MANILA — The Philippines’ highest court on Friday forced out its chief justice, removing a fierce critic of President Rodrigo Duterte and his brutal war against drugs, which has left thousands dead.
Voting 8-6, the Supreme Court justices removed Chief Justice Maria Lourdes Sereno, approving a petition filed by the government’s lawyer that questioned the validity of her appointment on the ground that she had failed to fully disclose her wealth.
Ms. Sereno has been a constant irritant to the increasingly autocratic rule of Mr. Duterte, questioning the validity of his list of public officialsdeemed to be drug suspects and opposing his declaration of martial law in the southern Philippines.
Senator Risa Hontiveros, a supporter of Ms. Sereno, said the court had surrendered its judicial independence and integrity by removing the chief justice.
“This is a black day for justice and the rule of law,” Ms. Hontiveros said, accusing the Mr. Duterte of “subverting” the Constitution. “The Supreme Court has fallen, and fallen hard, in the eyes of the public.”
Thousands gathered on the streets to protest what they called a “blatant ploy” by Mr. Duterte to wrest power from the judiciary and undermine the independence of the courts.
Ms. Sereno’s removal is “a fascist raid of the judiciary, the last straw that would consolidate the Duterte regime’s control over all the branches of government,” said Aaron Pedrosa, leader of the political coalition called Sanlakas.
He said Mr. Duterte “glaringly contrived” with his peers in Congress and the judiciary to remove a formidable critic who could keep the government in check.
Others warned of more dire consequences of the court’s action.
“We are now a heartbeat away from the death of our democracy,” said Gio Tingson, a spokesman for the left-leaning group Akbayan, which also joined the protest.
He said the decision “destroyed the constitutional process of impeachment and system of checks and balances.”
The decision came ahead of a planned impeachment vote against Ms. Sereno by the Duterte-controlled 292-member House of Representatives, which was expected to remove her on corruption allegations that she has denied.
Ms. Sereno becomes the first chief justice to be removed through a vote of her peers. In 2012, the chief justice at the time, Renato Corona, was ousted by lawmakers on similar corruption charges.
The first female head of the judiciary, Ms. Sereno, 57, had publicly questioned the legality of Mr. Duterte’s war on drugs, which rights groups say has killed thousands of people.
Ms. Sereno did not attend any of the House impeachment hearings against her, and with the court’s removal of her, that effort probably becomes moot. But she repeatedly questioned the basis for the impeachment complaint, saying that she had gone through the proper vetting process before assuming her post.
The impeachment complaint was filed by a lawyer with ties to politicians linked to Mr. Duterte, who has personally accused her of corruption, maintaining a lavish lifestyle and not disclosing her true net worth.
Ms. Sereno could theoretically appeal her ouster to the Senate, but that would be unlikely to succeed.
Harry Roque, a spokesman for Mr.
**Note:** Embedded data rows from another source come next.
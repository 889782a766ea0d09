//! Error types for the cache backends
//!
//! Provides unified error handling using thiserror. A missing or expired
//! entry is never an error: every backend reports it as `Ok(None)`.

use std::path::PathBuf;

use thiserror::Error;

// == Object Store Error ==
/// Failure reported by a remote object store client.
///
/// `NotFound` must be kept distinguishable from every other failure, since the
/// remote cache turns it into a cache miss.
#[derive(Error, Debug)]
pub enum ObjectStoreError {
    /// The bucket holds no object under the requested key
    #[error("No such key: {0}")]
    NotFound(String),

    /// Any other client, transport or service failure
    #[error("Object store request failed: {0}")]
    Other(#[source] Box<dyn std::error::Error + Send + Sync>),
}

impl ObjectStoreError {
    /// Wraps an arbitrary client error as a non-not-found failure.
    pub fn other<E>(err: E) -> Self
    where
        E: Into<Box<dyn std::error::Error + Send + Sync>>,
    {
        ObjectStoreError::Other(err.into())
    }

    pub fn is_not_found(&self) -> bool {
        matches!(self, ObjectStoreError::NotFound(_))
    }
}

// == Cache Error Enum ==
/// Unified error type for all cache backends.
#[derive(Error, Debug)]
pub enum CacheError {
    /// Filesystem failure other than "does not exist" on the lookup path
    #[error("I/O error on {}: {source}", path.display())]
    Io {
        path: PathBuf,
        #[source]
        source: std::io::Error,
    },

    /// Metadata file could not be encoded or decoded
    #[error("Invalid metadata: {0}")]
    Metadata(#[from] serde_json::Error),

    /// Remote object store failure other than a missing key
    #[error("Remote store error: {0}")]
    Remote(#[from] ObjectStoreError),

    /// Construction-time configuration problem
    #[error("Invalid configuration: {0}")]
    InvalidConfig(String),
}

impl CacheError {
    /// Attaches the offending path to an I/O error.
    pub fn io(path: impl Into<PathBuf>, source: std::io::Error) -> Self {
        CacheError::Io {
            path: path.into(),
            source,
        }
    }
}

// == Result Type Alias ==
/// Convenience Result type for the cache backends.
pub type Result<T> = std::result::Result<T, CacheError>;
Duterte, said Friday’s ruling was final.
“The Supreme Court is the final arbiter of the law,” he said. “The high court has spoken.”
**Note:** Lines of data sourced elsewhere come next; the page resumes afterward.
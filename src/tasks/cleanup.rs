//! Disk Sweep Task
//!
//! Background task that periodically removes expired files from a disk cache.

use std::time::Duration;

use tokio::task::JoinHandle;
use tracing::{info, warn};

use crate::cache::DiskCache;

/// Spawns a background task that sweeps `cache` every `period`.
///
/// The task runs in an infinite loop, sleeping for `period` between sweeps.
/// Sweep failures are logged and the loop carries on. Unlike the throttled
/// sweep triggered by `set`, this one runs even when nothing is written.
///
/// # Returns
/// A JoinHandle for the spawned task, which can be used to abort the task
/// during graceful shutdown.
///
/// # Example
/// ```ignore
/// let cache = DiskCache::new(DiskCacheConfig::from_env())?;
/// let sweep_handle = spawn_sweep_task(cache.clone(), Duration::from_secs(60));
/// // Later, during shutdown:
/// sweep_handle.abort();
/// ```
pub fn spawn_sweep_task(cache: DiskCache, period: Duration) -> JoinHandle<()> {
    tokio::spawn(async move {
        info!(
            folder = %cache.folder().display(),
            "Starting disk sweep task with period of {:?}",
            period
        );

        loop {
            tokio::time::sleep(period).await;

            if let Err(e) = cache.sweep().await {
                warn!(error = %e, "Disk sweep failed, retrying next period");
            }
        }
    })
}
//! Tiercache - composable TTL caches
//!
//! Memory, local disk and remote object store backends behind one
//! get/set/invalidate contract, with time-based expiry and throttled cleanup.

pub mod cache;
pub mod config;
pub mod error;
pub mod tasks;

pub use cache::{
    BinaryData, Cache, CacheStats, DiskCache, DiskEntry, ExpiryMode, MemoryCache, ObjectStore,
    RemoteObjectCache, StoredObject, Throttle, Ttl,
};
pub use config::{DiskCacheConfig, RemoteCacheConfig};
pub use error::{CacheError, ObjectStoreError, Result};
pub use tasks::spawn_sweep_task;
In March her fellow justices asked Ms. Sereno to go on leave while the impeachment complaint was dealt with, and she complied.
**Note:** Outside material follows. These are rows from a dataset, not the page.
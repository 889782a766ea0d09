//! Property-Based Tests for Cache Module
//!
//! Uses proptest to check the memory cache contract over random inputs.

use proptest::prelude::*;
use std::collections::HashMap;
use std::time::Duration;

use crate::cache::{BinaryData, Cache, MemoryCache};

// == Test Configuration ==
const TEST_TTL: Duration = Duration::from_secs(300);
const TEST_CLEANUP_INTERVAL: Duration = Duration::from_secs(60);

// == Strategies ==
/// Generates cache keys
fn key_strategy() -> impl Strategy<Value = String> {
    "[a-zA-Z0-9_]{1,32}".prop_map(|s| s)
}

/// Generates payloads with a few metadata pairs
fn binary_strategy() -> impl Strategy<Value = BinaryData> {
    (
        prop::collection::vec(any::<u8>(), 0..256),
        prop::collection::btree_map("[a-z]{1,8}", "[a-zA-Z0-9 ]{0,16}", 0..4),
    )
        .prop_map(|(data, metadata)| BinaryData { data, metadata })
}

#[derive(Debug, Clone)]
enum CacheOp {
    Set { key: String, value: String },
    Get { key: String },
    Invalidate { key: String },
}

fn cache_op_strategy() -> impl Strategy<Value = CacheOp> {
    prop_oneof![
        (key_strategy(), "[a-z]{1,16}").prop_map(|(key, value)| CacheOp::Set { key, value }),
        key_strategy().prop_map(|key| CacheOp::Get { key }),
        key_strategy().prop_map(|key| CacheOp::Invalidate { key }),
    ]
}

fn new_cache<V: Clone>() -> MemoryCache<V> {
    MemoryCache::new(TEST_TTL, TEST_CLEANUP_INTERVAL)
}

proptest! {
    #![proptest_config(ProptestConfig::with_cases(100))]

    // Storing then retrieving before expiry returns the same payload and metadata.
    #[test]
    fn prop_roundtrip_storage(key in key_strategy(), value in binary_strategy()) {
        let cache = new_cache::<BinaryData>();

        let stored = tokio_test::block_on(cache.set(&key, value.clone())).unwrap();
        let retrieved = tokio_test::block_on(cache.get(&key)).unwrap();

        prop_assert_eq!(&stored, &value);
        prop_assert_eq!(retrieved, Some(value));
    }

    // Keys that were never set are reported missing.
    #[test]
    fn prop_unset_key_is_missing(
        set_keys in prop::collection::hash_set(key_strategy(), 0..10),
        probe in key_strategy()
    ) {
        prop_assume!(!set_keys.contains(&probe));
        let cache = new_cache::<String>();
        for key in &set_keys {
            cache.set_now(key, key.clone());
        }

        prop_assert_eq!(cache.get_now(&probe), None);
    }

    // A second set of the same key wins and leaves a single entry.
    #[test]
    fn prop_overwrite_semantics(
        key in key_strategy(),
        first in binary_strategy(),
        second in binary_strategy()
    ) {
        let cache = new_cache::<BinaryData>();
        cache.set_now(&key, first);
        cache.set_now(&key, second.clone());

        prop_assert_eq!(cache.get_now(&key), Some(second));
        prop_assert_eq!(cache.len(), 1);
    }

    // Any op sequence agrees with a plain map while nothing expires.
    #[test]
    fn prop_matches_model(ops in prop::collection::vec(cache_op_strategy(), 1..60)) {
        let cache = new_cache::<String>();
        let mut model: HashMap<String, String> = HashMap::new();
        let mut expected_hits = 0u64;
        let mut expected_misses = 0u64;

        for op in ops {
            match op {
                CacheOp::Set { key, value } => {
                    cache.set_now(&key, value.clone());
                    model.insert(key, value);
                }
                CacheOp::Get { key } => {
                    let got = cache.get_now(&key);
                    if got.is_some() { expected_hits += 1 } else { expected_misses += 1 }
                    prop_assert_eq!(got.as_ref(), model.get(&key));
                }
                CacheOp::Invalidate { key } => {
                    cache.invalidate_now(&key);
                    model.remove(&key);
                }
            }
        }

        let stats = cache.stats();
        prop_assert_eq!(stats.hits, expected_hits);
        prop_assert_eq!(stats.misses, expected_misses);
        prop_assert_eq!(cache.len(), model.len());
    }
}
But she returned to the bench on Wednesday, surprising everyone, and announced that she would preside over Friday’s proceedings while abstaining from voting.
Ms. Sereno was appointed in 2012 by Benigno S. Aquino III, the predecessor of Mr. Duterte, who took office in 2016 on a promise to cut rampant crime by killing thousands of addicts.
As chief justice, she publicly clashed with Mr. Duterte, questioning his so-called watch list of drug suspects that contained the names of 150 local officials, police and military officers, as well as judges. At least three mayors Mr. Duterte put on the list were later fatally shot in law enforcement operations. The police have defended those actions as legitimate.
Ms. Sereno had cautioned the president about the list, and she expressed her concern in a letter, which the president took as a slight.
She had also advised judges who were on the list not to turn themselves in unless a warrant was properly issued. A judge whose name was included was later found out to have died long ago, raising questions about the accuracy of Mr. Duterte’s list.
The rift between the chief justice and the president widened after Ms. Sereno voted against two of Mr. Duterte’s signature initiatives — his declaration of military rule in the southern Philippines last year to defeat a group linked to the Islamic State, and a directive allowing a hero’s burial forFerdinand Marcos, the ousted dictator who died in exile in 1989.
Last month, Mr. Duterte called her an “enemy” and urged Congress to expedite her removal.
“I am putting you on notice that I am now your enemy, and you have to be out of the Supreme Court,” Mr. Duterte said. “I will not hesitate to do what is in the best interest of my country. If it calls for your forced removal, I will do it.”